Hosts: France, Wales, Scotland
Final: South Africa beat England 15-6
Semi-Finals: England beat France 14-9, South Africa beat Argentina 37-13
The 2007 Rugby World Cup in France promised much but ultimately failed to live up to the lofty heights of its Southern Hemisphere predecessors.
While it was far and away the most profitable and highest rating television event of all six tournaments, the geographic spread of the 12 venues (six matches were played in Wales and Scotland) and the general apathy of the French public meant the tournament never really captured the imagination.
Which was a shame. Because on the field, fans were treated to possibly the best World Cup pool phase in tournament history. Often accused of being a five -horse race, emerging nations such as Argentina and Fiji added to the intrigue at the early stages of the competition as they shocked the established world order.
Indeed it was the South Americans who got the World Cup off to an enthralling start when they upset the French 17-12 on the opening night in Paris. Suffering from a clear state of stage fright, Les Bleus, in front of 80,000 stunned spectators at the Stade de France, became only the second host nation to lose the opening match of a World Cup.
France eventually got out of Group D, thanks to a rousing 25-3 victory over Ireland, a result which sent the sixth-seed Celtic nation tumbling out at the group stage for the first time.
They weren't alone though. Over in Group B ,1987 quarter-finalists Fiji inflicted more World Cup pain on Wales when they withstood a ferocious second-half comeback to edge to a thrilling 38-34 victory. For the proud rugby nation of Wales, it was the third time they had failed to reach the quarter-finals.

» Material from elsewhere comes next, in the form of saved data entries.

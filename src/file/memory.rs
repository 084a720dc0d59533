//! In-memory backend for PE images that are already loaded into a buffer.

use super::Backend;
use crate::{Error::OutOfBounds, Result};

/// Owned byte buffer backing a [`crate::File`]
#[derive(Debug)]
pub struct Memory {
    data: Vec<u8>,
}

impl Memory {
    /// Wrap an owned buffer
    pub fn new(data: Vec<u8>) -> Memory {
        Memory { data }
    }
}

impl Backend for Memory {
    fn data_slice(&self, offset: usize, len: usize) -> Result<&[u8]> {
        let Some(offset_end) = offset.checked_add(len) else {
            return Err(OutOfBounds);
        };

        if offset_end > self.data.len() {
            return Err(OutOfBounds);
        }

        Ok(&self.data[offset..offset_end])
    }

    fn data(&self) -> &[u8] {
        self.data.as_slice()
    }

    fn len(&self) -> usize {
        self.data.len()
    }
}

#[cfg(test)]
mod tests {
    use super::*;

    #[test]
    fn memory() {
        let mut data = vec![0xCC_u8; 1048];
        data[10..15].copy_from_slice(&[0xBB; 5]);

        let memory = Memory::new(data);

        assert_eq!(memory.len(), 1048);
        assert_eq!(memory.data()[42], 0xCC);
        assert_eq!(memory.data_slice(10, 5).unwrap(), &[0xBB; 5]);
        assert!(memory.data_slice(0, 2048).is_err());
        assert!(matches!(memory.data_slice(usize::MAX, 1), Err(OutOfBounds)));
    }

    #[test]
    fn memory_empty() {
        let memory = Memory::new(vec![]);

        assert_eq!(memory.len(), 0);
        assert!(memory.data_slice(0, 1).is_err());
        assert_eq!(memory.data_slice(0, 0).unwrap(), &[] as &[u8]);
    }
}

Group A wasn't short of drama either. While the giant-killing upsets of Group D and B never materialised, a Nili Latu inspired Tonga gave the World Cup arguably the match of the tournament when they went toe-to-toe with the South Africans before succumbing 30-25.
All Black disaster
But the biggest story of the World Cup, from a New Zealand perspective anyway, was the dramatic demise of the All Blacks. Lauded as overwhelming favourites for the umpteenth time, Graham Henry's men rode a wave of arrogance before crashing out at the quarter-final stage for the first time in their history.
On a dark Cardiff night, Les Bleus turned on a superhuman performance to shock the New Zealanders 20-18 in a Test that was as infamous for some shoddy refereeing decisions from Englishman Wayne Barnes as it was for the tumultuous reaction from the rugby mad nation.

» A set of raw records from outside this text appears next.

use std::path::PathBuf;

use anyhow::Context;
use pinvokegen::{interop::scanner::scan, MarkerKind};
use serde::Serialize;

use crate::{
    app::GlobalOptions,
    commands::common::expand_inputs,
    output::{print_output, TabWriter},
};

#[derive(Debug, Serialize)]
struct NativeCall {
    token: String,
    assembly: String,
    method: String,
    module: String,
    entry_point: String,
}

#[derive(Debug, Serialize)]
struct Callback {
    token: String,
    assembly: String,
    method: String,
    marker: &'static str,
}

#[derive(Debug, Serialize)]
struct ScanOutput {
    native_calls: Vec<NativeCall>,
    callbacks: Vec<Callback>,
}

fn marker_name(marker: MarkerKind) -> &'static str {
    match marker {
        MarkerKind::UnmanagedCallersOnly => "UnmanagedCallersOnly",
        MarkerKind::MonoPInvokeCallback => "MonoPInvokeCallback",
    }
}

pub fn run(assemblies: &[PathBuf], opts: &GlobalOptions) -> anyhow::Result<()> {
    let assemblies = expand_inputs(assemblies)?;
    let found = scan(&assemblies).context("failed to scan assemblies")?;

    let output = ScanOutput {
        native_calls: found
            .native_calls
            .iter()
            .map(|call| NativeCall {
                token: call.method.token.to_string(),
                assembly: call.method.module_identity.clone(),
                method: call.method.to_string(),
                module: call.native_module.clone(),
                entry_point: call.entry_point.clone(),
            })
            .collect(),
        callbacks: found
            .callbacks
            .iter()
            .map(|callback| Callback {
                token: callback.method.token.to_string(),
                assembly: callback.method.module_identity.clone(),
                method: callback.method.to_string(),
                marker: marker_name(callback.marker),
            })
            .collect(),
    };

    print_output(&output, opts, |out| {
        if out.native_calls.is_empty() {
            println!("P/Invokes: none");
        } else {
            println!("P/Invokes ({} entries):", out.native_calls.len());
            let mut tw = TabWriter::new(&["Token", "Assembly", "Module", "Entry point", "Method"])
            .indent("  ");
            for call in &out.native_calls {
                tw.row(vec![
                    call.token.clone(),
                    call.assembly.clone(),
                    call.module.clone(),
                    call.entry_point.clone(),
                    call.method.clone(),
                ]);
            }
            tw.print();
        }

        if out.callbacks.is_empty() {
            println!("\nCallbacks: none");
        } else {
            println!("\nCallbacks ({} entries):", out.callbacks.len());
            let mut tw = TabWriter::new(&["Token", "Assembly", "Marker", "Method"])
            .indent("  ");
            for callback in &out.callbacks {
                tw.row(vec![
                    callback.token.clone(),
                    callback.assembly.clone(),
                    callback.marker.to_string(),
                    callback.method.clone(),
                ]);
            }
            tw.print();
        }
    })
}
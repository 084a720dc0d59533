use thiserror::Error;

macro_rules! malformed_error {
    // Single string version
    ($msg:expr) => {
        crate::Error::Malformed {
            message: $msg.to_string(),
            file: file!(),
            line: line!(),
        }
    };

    // Format string with arguments version
    ($fmt:expr, $($arg:tt)*) => {
        crate::Error::Malformed {
            message: format!($fmt, $($arg)*),
            file: file!(),
            line: line!(),
        }
    };
}

/// The generic Error type, which covers every failure the scanner and the emitters can report.
///
/// # Error Categories
///
/// ## File Parsing Errors
/// - [`Error::Malformed`] - Corrupted or invalid PE / metadata structure
/// - [`Error::OutOfBounds`] - Attempted to read beyond the end of a buffer
/// - [`Error::NotSupported`] - Input is a native PE image without a CLR runtime header
/// - [`Error::Empty`] - Empty input provided
/// - [`Error::RecursionLimit`] - Signature nesting exceeded the parser limit
///
/// ## I/O and External Errors
/// - [`Error::FileError`] - Filesystem I/O errors
/// - [`Error::GoblinErr`] - PE parsing errors from the goblin crate
///
/// ## Interop Errors
/// - [`Error::MissingEntryPoint`] - A P/Invoke method without usable import metadata
/// - [`Error::NonBlittableReturn`] / [`Error::NonBlittableParameter`] - A callback signature
///   that cannot cross the native boundary
/// - [`Error::DuplicateTrampoline`] - Two callbacks derive the same trampoline name
///
/// # Examples
///
/// ```rust,no_run
/// use pinvokegen::{Error, Generator, GeneratorOptions};
///
/// let options = GeneratorOptions::new().assembly("App.dll");
/// match Generator::new(options).render() {
///     Ok(text) => println!("{text}"),
///     Err(Error::NonBlittableParameter { method, type_name, .. }) => {
///         eprintln!("{method} takes non-blittable {type_name}");
///     }
///     Err(e) => eprintln!("generation failed: {e}"),
/// }
/// ```
#[derive(Error, Debug)]
pub enum Error {
    /// The file is damaged and could not be parsed.
    ///
    /// Carries the source location where the malformation was detected.
    #[error("Malformed - {file}:{line}: {message}")]
    Malformed {
        /// The message to be printed for the Malformed error
        message: String,
        /// The source file in which this error occured
        file: &'static str,
        /// The source line in which this error occured
        line: u32,
    },

    /// An out of bound access was attempted while parsing the file.
    #[error("Out of Bound read would have occurred!")]
    OutOfBounds,

    /// The PE image has no CLR runtime header, so it is not a managed module.
    #[error("This file type is not supported")]
    NotSupported,

    /// Provided input was empty.
    #[error("Provided input was empty")]
    Empty,

    /// File I/O error.
    #[error("{0}")]
    FileError(#[from] std::io::Error),

    /// Error from the goblin crate during PE parsing.
    #[error("{0}")]
    GoblinErr(#[from] goblin::error::Error),

    /// Signature parsing exceeded the maximum nesting depth.
    #[error("Reach the maximum recursion level allowed - {0}")]
    RecursionLimit(usize),

    /// A method is flagged as a native import but its import metadata does not name an
    /// entry point, so no declaration can be produced for it.
    #[error("P/Invoke method '{method}' has no entry point in its import metadata")]
    MissingEntryPoint {
        /// Identity of the offending method
        method: String,
    },

    /// The return type of a native callback cannot cross the native boundary.
    #[error("The return type '{type_name}' of pinvoke callback method '{method}' needs to be blittable.")]
    NonBlittableReturn {
        /// Identity of the offending method
        method: String,
        /// Full name of the offending type
        type_name: String,
    },

    /// A parameter of a native callback cannot cross the native boundary.
    #[error("Parameter {index} of type '{type_name}' of pinvoke callback method '{method}' needs to be blittable.")]
    NonBlittableParameter {
        /// Identity of the offending method
        method: String,
        /// Zero-based position of the parameter
        index: usize,
        /// Full name of the offending type
        type_name: String,
    },

    /// Two different callbacks derived the same trampoline name.
    #[error("Two callbacks with the same name '{name}' are not supported.")]
    DuplicateTrampoline {
        /// The colliding trampoline identifier
        name: String,
    },

    /// Generic error for miscellaneous failures.
    #[error("{0}")]
    Error(String),
}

The image of star first five-eighth Daniel Carter in an emotional breakdown on the bench as the All Blacks inexplicably chose not to attempt a drop-goal to seal their semi-final spot, was mirrored on the Cardiff streets as grown New Zealand men were reduced to tears.
It was a shocking result for a nation that had once again presumed they would add to their sole '87 World Cup triumph. But, in retrospect, the warning signs were ringing right from the outset.
Henry's decision to base his 30-strong squad in the resort setting of the Sofitel , on Marseille's Mediterranean coast line, was akin to sending a bunch of Navy Seals to Ibiza before they entered a warzone.
Images of the All Blacks parading around the pristine white sand between their Group C matches was met with derision back home, however it wasn't until they got to Cardiff that their lacklustre preparation was fully exposed.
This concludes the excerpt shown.